Task description - What is needed is an exact copy of the data that follows.

(Collected data)
>>>>

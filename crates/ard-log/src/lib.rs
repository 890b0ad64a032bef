use std::path::PathBuf;

use chrono::{Datelike, Timelike};
// Re-export logging functions for convenience.
pub use log::*;
use log4rs::{
    append::{console::ConsoleAppender, file::FileAppender},
    config::{Appender, Root},
    encode::pattern::PatternEncoder,
    Config,
};
use thiserror::Error;

/// How logging should be set up for a tool run.
#[derive(Debug, Clone)]
pub struct LogConfig {
    /// Logs below this level are discarded.
    pub filter: LevelFilter,
    /// Folder to write a timestamped log file into. Console only when `None`.
    pub log_dir: Option<PathBuf>,
}

#[derive(Debug, Error)]
pub enum LogInitError {
    #[error("unable to open log file: {0}")]
    File(std::io::Error),
    #[error("invalid logging configuration: {0}")]
    Config(#[from] log4rs::config::runtime::ConfigErrors),
    #[error("logger already initialized")]
    AlreadyInitialized(#[from] SetLoggerError),
}

impl Default for LogConfig {
    fn default() -> Self {
        Self {
            filter: LevelFilter::Info,
            log_dir: None,
        }
    }
}

/// Initializes logging. Should be called before any other logging functions.
pub fn init(config: &LogConfig) -> Result<(), LogInitError> {
    let stdout = ConsoleAppender::builder()
        .encoder(Box::new(PatternEncoder::new("[{l}] {m}{n}")))
        .build();

    let mut builder =
        Config::builder().appender(Appender::builder().build("stdout", Box::new(stdout)));
    let mut root = Root::builder().appender("stdout");

    if let Some(dir) = &config.log_dir {
        // Name of the file is based on the current time.
        let now = chrono::Utc::now();
        let mut path = dir.clone();
        path.push(format!(
            "{} {} {} {} {} {}.txt",
            now.year(),
            now.month(),
            now.day(),
            now.hour(),
            now.minute(),
            now.second()
        ));

        let log_file = FileAppender::builder()
            .encoder(Box::new(PatternEncoder::new("{d} - {l} - {m}{n}")))
            .build(path)
            .map_err(LogInitError::File)?;

        builder = builder.appender(Appender::builder().build("log_file", Box::new(log_file)));
        root = root.appender("log_file");
    }

    let config = builder.build(root.build(config.filter))?;
    log4rs::init_config(config)?;

    log_panics::init();

    Ok(())
}
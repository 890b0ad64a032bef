use crate::record::{MaterialRecord, PbrMetallicRoughness, Unlit, KHR_MATERIALS_UNLIT};

use super::{base_color_factor, base_color_texture, TranslateContext};

/// Unlit materials only carry a base color. The extension is declared as required.
pub(crate) fn translate(cx: &mut TranslateContext, record: &mut MaterialRecord) {
    cx.state.extensions.declare(KHR_MATERIALS_UNLIT, true);
    record.extensions.unlit = Some(Unlit {});

    let mut pbr = PbrMetallicRoughness::dielectric();
    pbr.base_color_factor = base_color_factor(&cx.resolver);
    pbr.base_color_texture = base_color_texture(cx);
    record.pbr_metallic_roughness = Some(pbr);
}
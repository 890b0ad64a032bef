use thiserror::Error;

#[derive(Debug, Error)]
pub enum ExportError {
    #[error("ron error: {0}")]
    Ron(#[from] ron::error::SpannedError),
    #[error("ron serialization error: {0}")]
    RonSerialize(#[from] ron::Error),
    #[error("json error: {0}")]
    Json(#[from] serde_json::Error),
    #[error("io error: {0}")]
    Io(#[from] std::io::Error),
}
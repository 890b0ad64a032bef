use std::fs;
use std::path::PathBuf;

use ard_gltf_material::prelude::*;
use ard_log::{error, info, warn, LevelFilter, LogConfig};
use clap::Parser;
use gltf::json as gj;
use ron::ser::PrettyConfig;

#[derive(Parser, Debug)]
#[command(author, version, about, long_about = None)]
struct Args {
    /// Path to a RON list of materials to export.
    #[arg(short, long)]
    path: PathBuf,
    /// Export settings in RON. Defaults are used when omitted.
    #[arg(short, long)]
    settings: Option<PathBuf>,
    /// Output path for the glTF document. The texture bake plan is written next to it.
    #[arg(short, long)]
    out: Option<PathBuf>,
    /// Log every exported material.
    #[arg(long, default_value_t = false)]
    verbose: bool,
    /// Folder to write a log file into.
    #[arg(long)]
    log_dir: Option<PathBuf>,
}

fn main() {
    let args = Args::parse();

    let log_config = LogConfig {
        filter: if args.verbose {
            LevelFilter::Debug
        } else {
            LevelFilter::Info
        },
        log_dir: args.log_dir.clone(),
    };
    if let Err(err) = ard_log::init(&log_config) {
        eprintln!("unable to initialize logging: {err}");
    }

    if let Err(err) = bake(&args) {
        error!("{err}");
        std::process::exit(1);
    }
}

fn bake(args: &Args) -> Result<(), ExportError> {
    let settings = match &args.settings {
        Some(path) => ExportSettings::load(path)?,
        None => ExportSettings::default(),
    };

    info!("Loading materials...");
    let materials = PropertyMaterial::list_from_ron(&fs::read_to_string(&args.path)?)?;

    info!("Exporting {} materials...", materials.len());
    let mut session = ExportSession::new(settings);
    for material in &materials {
        session.export_material(material);
    }
    let output = session.finish();

    if !output.diagnostics.is_empty() {
        warn!(
            "{} textures could not be exported. See the log for details.",
            output.diagnostics.len()
        );
    }

    let mut root = gj::Root::default();
    root.asset.generator = Some(String::from("material-oven"));
    output.write_into(&mut root)?;
    output.write_textures_into(&mut root, |index, texture| {
        format!("texture_{}_{}.png", texture.handle.0, index)
    })?;

    let out_path = args
        .out
        .clone()
        .unwrap_or_else(|| args.path.with_extension("gltf"));
    fs::write(&out_path, serde_json::to_string_pretty(&root)?)?;

    // The encoder bakes each entry into the image of the same index.
    let plan_path = out_path.with_extension("bake.ron");
    fs::write(
        &plan_path,
        ron::ser::to_string_pretty(&output.textures, PrettyConfig::default())?,
    )?;

    info!(
        "Wrote {} materials to `{}` and {} textures to `{}`.",
        output.materials.len(),
        out_path.display(),
        output.textures.len(),
        plan_path.display()
    );

    Ok(())
}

<<<<

Written solution -
filename crates/ard-log/src/lib.rs
repository 890b0ad64a032bef
use std::path::PathBuf;

use chrono::{Datelike, Timelike};
// Re-export logging functions for convenience.
pub use log::*;
use log4rs::{
    append::{console::ConsoleAppender, file::FileAppender},
    config::{Appender, Root},
    encode::pattern::PatternEncoder,
    Config,
};
use thiserror::Error;

/// How logging should be set up for a tool run.
#[derive(Debug, Clone)]
pub struct LogConfig {
    /// Logs below this level are discarded.
    pub filter: LevelFilter,
    /// Folder to write a timestamped log file into. Console only when `None`.
    pub log_dir: Option<PathBuf>,
}

#[derive(Debug, Error)]
pub enum LogInitError {
    #[error("unable to open log file: {0}")]
    File(std::io::Error),
    #[error("invalid logging configuration: {0}")]
    Config(#[from] log4rs::config::runtime::ConfigErrors),
    #[error("logger already initialized")]
    AlreadyInitialized(#[from] SetLoggerError),
}

impl Default for LogConfig {
    fn default() -> Self {
        Self {
            filter: LevelFilter::Info,
            log_dir: None,
        }
    }
}

/// Initializes logging. Should be called before any other logging functions.
pub fn init(config: &LogConfig) -> Result<(), LogInitError> {
    let stdout = ConsoleAppender::builder()
        .encoder(Box::new(PatternEncoder::new("[{l}] {m}{n}")))
        .build();

    let mut builder =
        Config::builder().appender(Appender::builder().build("stdout", Box::new(stdout)));
    let mut root = Root::builder().appender("stdout");

    if let Some(dir) = &config.log_dir {
        // Name of the file is based on the current time.
        let now = chrono::Utc::now();
        let mut path = dir.clone();
        path.push(format!(
            "{} {} {} {} {} {}.txt",
            now.year(),
            now.month(),
            now.day(),
            now.hour(),
            now.minute(),
            now.second()
        ));

        let log_file = FileAppender::builder()
            .encoder(Box::new(PatternEncoder::new("{d} - {l} - {m}{n}")))
            .build(path)
            .map_err(LogInitError::File)?;

        builder = builder.appender(Appender::builder().build("log_file", Box::new(log_file)));
        root = root.appender("log_file");
    }

    let config = builder.build(root.build(config.filter))?;
    log4rs::init_config(config)?;

    log_panics::init();

    Ok(())
}
repository 890b0ad64a032bef
use crate::record::{MaterialRecord, PbrMetallicRoughness, Unlit, KHR_MATERIALS_UNLIT};

use super::{base_color_factor, base_color_texture, TranslateContext};

/// Unlit materials only carry a base color. The extension is declared as required.
pub(crate) fn translate(cx: &mut TranslateContext, record: &mut MaterialRecord) {
    cx.state.extensions.declare(KHR_MATERIALS_UNLIT, true);
    record.extensions.unlit = Some(Unlit {});

    let mut pbr = PbrMetallicRoughness::dielectric();
    pbr.base_color_factor = base_color_factor(&cx.resolver);
    pbr.base_color_texture = base_color_texture(cx);
    record.pbr_metallic_roughness = Some(pbr);
}
repository 890b0ad64a032bef
use thiserror::Error;

#[derive(Debug, Error)]
pub enum ExportError {
    #[error("ron error: {0}")]
    Ron(#[from] ron::error::SpannedError),
    #[error("ron serialization error: {0}")]
    RonSerialize(#[from] ron::Error),
    #[error("json error: {0}")]
    Json(#[from] serde_json::Error),
    #[error("io error: {0}")]
    Io(#[from] std::io::Error),
}
repository 890b0ad64a032bef
use std::fs;
use std::path::PathBuf;

use ard_gltf_material::prelude::*;
use ard_log::{error, info, warn, LevelFilter, LogConfig};
use clap::Parser;
use gltf::json as gj;
use ron::ser::PrettyConfig;

#[derive(Parser, Debug)]
#[command(author, version, about, long_about = None)]
struct Args {
    /// Path to a RON list of materials to export.
    #[arg(short, long)]
    path: PathBuf,
    /// Export settings in RON. Defaults are used when omitted.
    #[arg(short, long)]
    settings: Option<PathBuf>,
    /// Output path for the glTF document. The texture bake plan is written next to it.
    #[arg(short, long)]
    out: Option<PathBuf>,
    /// Log every exported material.
    #[arg(long, default_value_t = false)]
    verbose: bool,
    /// Folder to write a log file into.
    #[arg(long)]
    log_dir: Option<PathBuf>,
}

fn main() {
    let args = Args::parse();

    let log_config = LogConfig {
        filter: if args.verbose {
            LevelFilter::Debug
        } else {
            LevelFilter::Info
        },
        log_dir: args.log_dir.clone(),
    };
    if let Err(err) = ard_log::init(&log_config) {
        eprintln!("unable to initialize logging: {err}");
    }

    if let Err(err) = bake(&args) {
        error!("{err}");
        std::process::exit(1);
    }
}

fn bake(args: &Args) -> Result<(), ExportError> {
    let settings = match &args.settings {
        Some(path) => ExportSettings::load(path)?,
        None => ExportSettings::default(),
    };

    info!("Loading materials...");
    let materials = PropertyMaterial::list_from_ron(&fs::read_to_string(&args.path)?)?;

    info!("Exporting {} materials...", materials.len());
    let mut session = ExportSession::new(settings);
    for material in &materials {
        session.export_material(material);
    }
    let output = session.finish();

    if !output.diagnostics.is_empty() {
        warn!(
            "{} textures could not be exported. See the log for details.",
            output.diagnostics.len()
        );
    }

    let mut root = gj::Root::default();
    root.asset.generator = Some(String::from("material-oven"));
    output.write_into(&mut root)?;
    output.write_textures_into(&mut root, |index, texture| {
        format!("texture_{}_{}.png", texture.handle.0, index)
    })?;

    let out_path = args
        .out
        .clone()
        .unwrap_or_else(|| args.path.with_extension("gltf"));
    fs::write(&out_path, serde_json::to_string_pretty(&root)?)?;

    // The encoder bakes each entry into the image of the same index.
    let plan_path = out_path.with_extension("bake.ron");
    fs::write(
        &plan_path,
        ron::ser::to_string_pretty(&output.textures, PrettyConfig::default())?,
    )?;

    info!(
        "Wrote {} materials to `{}` and {} textures to `{}`.",
        output.materials.len(),
        out_path.display(),
        output.textures.len(),
        plan_path.display()
    );

    Ok(())
}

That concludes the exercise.